● **YOUR OBJECTIVE**
Where the data below has the string "repository", return the whole line.

Content starts

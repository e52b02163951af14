//! Repo radar core: pure state machine, derived-view pipeline, and store.
mod effect;
mod msg;
mod persistence;
pub mod pipeline;
mod repository;
mod state;
mod store;
mod update;
mod view_model;

pub use effect::Effect;
pub use msg::Msg;
pub use persistence::{MemoryStarredStore, StarredStore};
pub use pipeline::{LanguageFilter, SortMode};
pub use repository::{annotate_starred, FetchedRepository, RepoId, Repository, StarBaseline, StarredIds};
pub use state::{AppState, LoadPhase, FETCH_ERROR_MESSAGE};
pub use store::Store;
pub use update::update;
pub use view_model::{AppViewModel, RepoRowView, ViewStatus};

Content ends

● **TASK OUTPUT**
repository e52b02163951af14
mod repository;
pub use repository::{annotate_starred, FetchedRepository, RepoId, Repository, StarBaseline, StarredIds};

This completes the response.